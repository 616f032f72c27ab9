//! Quit confirmation dialog component

use crate::action::Action;
use crate::component::Component;
use crate::components::centered_popup;
use anyhow::Result;
use crossterm::event::{KeyCode, KeyEvent};
use ratatui::{
    layout::Rect,
    style::{Color, Modifier, Style},
    text::{Line, Span},
    widgets::{Block, Borders, Clear, Paragraph},
    Frame,
};

/// Quit confirmation dialog
#[derive(Default)]
pub struct QuitDialog;

impl Component for QuitDialog {
    fn handle_key_event(&mut self, key: KeyEvent) -> Result<Option<Action>> {
        let action = match key.code {
            KeyCode::Char('y') | KeyCode::Char('Y') | KeyCode::Enter => Some(Action::ForceQuit),
            KeyCode::Char('n') | KeyCode::Char('N') | KeyCode::Esc => Some(Action::CloseModal),
            _ => None,
        };
        Ok(action)
    }

    fn draw(&mut self, frame: &mut Frame, area: Rect) -> Result<()> {
        let popup_area = centered_popup(area, 44, 7);

        frame.render_widget(Clear, popup_area);

        let content = vec![
            Line::from(""),
            Line::from(Span::styled(
                "Quit csv2dml-tui?",
                Style::default()
                    .fg(Color::White)
                    .add_modifier(Modifier::BOLD),
            )),
            Line::from(""),
            Line::from(vec![
                Span::styled(
                    " y/Enter ",
                    Style::default()
                        .fg(Color::Green)
                        .add_modifier(Modifier::BOLD),
                ),
                Span::raw("Quit  "),
                Span::styled(
                    " n/Esc ",
                    Style::default().fg(Color::Red).add_modifier(Modifier::BOLD),
                ),
                Span::raw("Stay"),
            ]),
        ];

        let paragraph = Paragraph::new(content)
            .block(
                Block::default()
                    .borders(Borders::ALL)
                    .border_style(Style::default().fg(Color::Yellow))
                    .title(" Quit? ")
                    .title_style(
                        Style::default()
                            .fg(Color::Yellow)
                            .add_modifier(Modifier::BOLD),
                    ),
            )
            .alignment(ratatui::layout::Alignment::Center);

        frame.render_widget(paragraph, popup_area);
        Ok(())
    }
}
//! Action enum - All possible application actions
//!
//! Actions are discrete operations that the application can perform.
//! Components emit Actions in response to events, and the App processes
//! them to update state.

use std::fmt;
use std::path::PathBuf;

/// All possible actions in the application
#[derive(Debug, Clone, PartialEq, Eq)]
pub enum Action {
    // ─────────────────────────────────────────────────────────────────────────
    // App Lifecycle
    // ─────────────────────────────────────────────────────────────────────────
    /// Regular tick for polling the in-flight submission
    Tick,
    /// Terminal was resized
    Resize(u16, u16),
    /// Force quit without confirmation
    ForceQuit,

    // ─────────────────────────────────────────────────────────────────────────
    // Form Navigation
    // ─────────────────────────────────────────────────────────────────────────
    /// Focus the next form field
    NextField,
    /// Focus the previous form field
    PrevField,

    // ─────────────────────────────────────────────────────────────────────────
    // Configuration
    // ─────────────────────────────────────────────────────────────────────────
    /// Open the CSV file picker
    OpenFilePicker,
    /// A file was chosen in the picker
    SelectFile(PathBuf),
    /// Append a character to the table name
    TableNameInput(char),
    /// Remove the last character from the table name
    TableNameBackspace,
    /// Cycle to the next SQL dialect
    NextDialect,
    /// Cycle to the previous SQL dialect
    PrevDialect,
    /// Cycle to the next case transform
    NextCaseTransform,
    /// Cycle to the previous case transform
    PrevCaseTransform,

    // ─────────────────────────────────────────────────────────────────────────
    // Conversion Workflow
    // ─────────────────────────────────────────────────────────────────────────
    /// Submit the selected file for conversion
    Submit,
    /// Copy the generated DML to the system clipboard
    CopyResult,

    // ─────────────────────────────────────────────────────────────────────────
    // Result Panel Scrolling
    // ─────────────────────────────────────────────────────────────────────────
    /// Scroll the result panel up one line
    ScrollUp,
    /// Scroll the result panel down one line
    ScrollDown,
    /// Scroll the result panel up one page
    PageUp,
    /// Scroll the result panel down one page
    PageDown,

    // ─────────────────────────────────────────────────────────────────────────
    // Modals
    // ─────────────────────────────────────────────────────────────────────────
    /// Open quit confirmation dialog
    OpenQuitDialog,
    /// Open help dialog showing all keyboard shortcuts
    OpenHelp,
    /// Close the current modal
    CloseModal,
}

impl fmt::Display for Action {
    fn fmt(&self, f: &mut fmt::Formatter<'_>) -> fmt::Result {
        match self {
            Action::Tick => write!(f, "Tick"),
            Action::Resize(w, h) => write!(f, "Resize({}, {})", w, h),
            Action::ForceQuit => write!(f, "ForceQuit"),
            Action::NextField => write!(f, "NextField"),
            Action::PrevField => write!(f, "PrevField"),
            Action::OpenFilePicker => write!(f, "OpenFilePicker"),
            Action::SelectFile(path) => write!(f, "SelectFile({})", path.display()),
            Action::TableNameInput(c) => write!(f, "TableNameInput('{}')", c),
            Action::TableNameBackspace => write!(f, "TableNameBackspace"),
            Action::NextDialect => write!(f, "NextDialect"),
            Action::PrevDialect => write!(f, "PrevDialect"),
            Action::NextCaseTransform => write!(f, "NextCaseTransform"),
            Action::PrevCaseTransform => write!(f, "PrevCaseTransform"),
            Action::Submit => write!(f, "Submit"),
            Action::CopyResult => write!(f, "CopyResult"),
            Action::ScrollUp => write!(f, "ScrollUp"),
            Action::ScrollDown => write!(f, "ScrollDown"),
            Action::PageUp => write!(f, "PageUp"),
            Action::PageDown => write!(f, "PageDown"),
            Action::OpenQuitDialog => write!(f, "OpenQuitDialog"),
            Action::OpenHelp => write!(f, "OpenHelp"),
            Action::CloseModal => write!(f, "CloseModal"),
        }
    }
}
======
• Your objective
Each line in the entries above that includes the string "Borders" adds to the count; state that count only.

• Your response
2